Work instruction: Some lines in the data below hold the string "bool". Report how many, as a bare number.

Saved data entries
----

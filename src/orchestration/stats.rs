use tracing::info;

use crate::db::UnitOfWork;
use crate::domain::{OwnerId, UserStats};
use crate::engine::aggregate;

use super::SettlementError;

/// Rebuilds an owner's rollup from every closed trade they own.
#[derive(Debug, Clone, Copy, Default)]
pub struct StatsAggregator;

impl StatsAggregator {
    pub fn new() -> Self {
        Self
    }

    /// Full rescan and replace, inside the caller's unit of work.
    pub async fn recompute(
        &self,
        uow: &mut UnitOfWork,
        owner: &OwnerId,
    ) -> Result<UserStats, SettlementError> {
        let realized = uow.realized_pnls(owner).await?;
        let stats = aggregate(owner.clone(), &realized)
            .map_err(|e| SettlementError::Validation(e.to_string()))?;
        uow.upsert_user_stats(&stats).await?;

        info!(
            owner = %owner,
            trade_count = stats.trade_count,
            total_profit_loss = %stats.total_profit_loss,
            "Stats recomputed"
        );
        Ok(stats)
    }
}
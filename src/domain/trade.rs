//! Trade records: categories, stored trades, entry and close inputs.

use chrono::{DateTime, NaiveDate};
use serde::{Deserialize, Serialize};
use std::str::FromStr;
use thiserror::Error;

use crate::domain::{Decimal, OwnerId, PositionId, Symbol, TradeId};

/// Shares controlled by one option contract.
pub const CONTRACT_MULTIPLIER: i64 = 100;

/// What kind of position a trade is. One P&L rule per variant.
#[derive(Debug, Clone, Copy, PartialEq, Eq, Hash, Serialize, Deserialize)]
#[serde(rename_all = "snake_case")]
pub enum TradeCategory {
    LongCall,
    LongPut,
    CoveredCall,
    CashSecuredPut,
    NakedCall,
    NakedPut,
    /// Plain shares; `premium` holds the per-share entry price.
    Equity,
}

impl TradeCategory {
    pub const ALL: [TradeCategory; 7] = [
        TradeCategory::LongCall,
        TradeCategory::LongPut,
        TradeCategory::CoveredCall,
        TradeCategory::CashSecuredPut,
        TradeCategory::NakedCall,
        TradeCategory::NakedPut,
        TradeCategory::Equity,
    ];

    pub fn as_str(&self) -> &'static str {
        match self {
            TradeCategory::LongCall => "long_call",
            TradeCategory::LongPut => "long_put",
            TradeCategory::CoveredCall => "covered_call",
            TradeCategory::CashSecuredPut => "cash_secured_put",
            TradeCategory::NakedCall => "naked_call",
            TradeCategory::NakedPut => "naked_put",
            TradeCategory::Equity => "equity",
        }
    }

    pub fn is_option(&self) -> bool {
        !matches!(self, TradeCategory::Equity)
    }

    /// Premium was collected when the trade opened.
    pub fn is_short_option(&self) -> bool {
        matches!(
            self,
            TradeCategory::CoveredCall
                | TradeCategory::CashSecuredPut
                | TradeCategory::NakedCall
                | TradeCategory::NakedPut
        )
    }

    /// Units per quantity: 100 shares per contract, 1 for plain equity.
    pub fn multiplier(&self) -> i64 {
        if self.is_option() {
            CONTRACT_MULTIPLIER
        } else {
            1
        }
    }
}

impl std::fmt::Display for TradeCategory {
    fn fmt(&self, f: &mut std::fmt::Formatter<'_>) -> std::fmt::Result {
        f.write_str(self.as_str())
    }
}

#[derive(Debug, Clone, PartialEq, Eq, Error)]
#[error("unknown trade category: {0}")]
pub struct UnknownCategory(pub String);

impl FromStr for TradeCategory {
    type Err = UnknownCategory;

    fn from_str(s: &str) -> Result<Self, Self::Err> {
        let wanted = s.trim().to_ascii_lowercase();
        TradeCategory::ALL
            .into_iter()
            .find(|c| c.as_str() == wanted)
            .ok_or_else(|| UnknownCategory(s.to_string()))
    }
}

/// A stored trade, open or closed.
///
/// The close block (`close_date` .. `return_percentage`) is written once by
/// settlement and is either entirely unset or entirely set.
#[derive(Debug, Clone, PartialEq, Eq, Serialize, Deserialize)]
pub struct Trade {
    pub id: TradeId,
    pub owner_id: OwnerId,
    pub symbol: Symbol,
    pub category: TradeCategory,
    pub strike_price: Option<Decimal>,
    /// Per-contract option price, or per-share entry price for equity.
    pub premium: Option<Decimal>,
    pub quantity: i64,
    pub open_date: NaiveDate,
    pub expiration_date: Option<NaiveDate>,
    pub close_date: Option<NaiveDate>,
    pub close_price: Option<Decimal>,
    pub was_assigned: bool,
    pub shares_assigned: Option<i64>,
    pub assignment_price: Option<Decimal>,
    pub linked_position_id: Option<PositionId>,
    pub realized_pnl: Option<Decimal>,
    pub is_win: Option<bool>,
    pub return_percentage: Option<Decimal>,
}

impl Trade {
    pub fn is_closed(&self) -> bool {
        self.close_date.is_some()
    }
}

/// Input for opening a trade.
#[derive(Debug, Clone, PartialEq, Eq)]
pub struct NewTrade {
    pub owner_id: OwnerId,
    pub symbol: Symbol,
    pub category: TradeCategory,
    pub strike_price: Option<Decimal>,
    pub premium: Option<Decimal>,
    pub quantity: i64,
    pub open_date: NaiveDate,
    pub expiration_date: Option<NaiveDate>,
}

impl NewTrade {
    /// Check the field combination required by the category.
    pub fn validate(&self) -> Result<(), String> {
        if self.quantity <= 0 {
            return Err("quantity must be a positive integer".to_string());
        }

        let premium = self
            .premium
            .ok_or_else(|| format!("premium is required for {}", self.category))?;
        // Option premiums are signed; an equity entry price is not.
        if !self.category.is_option() && premium.is_negative() {
            return Err("entry price must not be negative".to_string());
        }

        if self.category.is_option() {
            let strike = self
                .strike_price
                .ok_or_else(|| format!("strikePrice is required for {}", self.category))?;
            if !strike.is_positive() {
                return Err("strikePrice must be positive".to_string());
            }
            let expiration = self
                .expiration_date
                .ok_or_else(|| format!("expirationDate is required for {}", self.category))?;
            if expiration < self.open_date {
                return Err("expirationDate must not precede openDate".to_string());
            }
        } else if self.strike_price.is_some() || self.expiration_date.is_some() {
            return Err("equity trades carry no strikePrice or expirationDate".to_string());
        }

        Ok(())
    }
}

/// Arguments of a close request.
#[derive(Debug, Clone, Copy, PartialEq, Eq)]
pub struct CloseTrade {
    pub close_price: Decimal,
    pub close_date: NaiveDate,
    pub was_assigned: bool,
}

/// Parse an ISO-8601 date, or take the date part of an RFC 3339 timestamp.
pub fn parse_iso_date(raw: &str) -> Option<NaiveDate> {
    let raw = raw.trim();
    NaiveDate::parse_from_str(raw, "%Y-%m-%d")
        .ok()
        .or_else(|| DateTime::parse_from_rfc3339(raw).ok().map(|dt| dt.date_naive()))
}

----

Exercise result: 6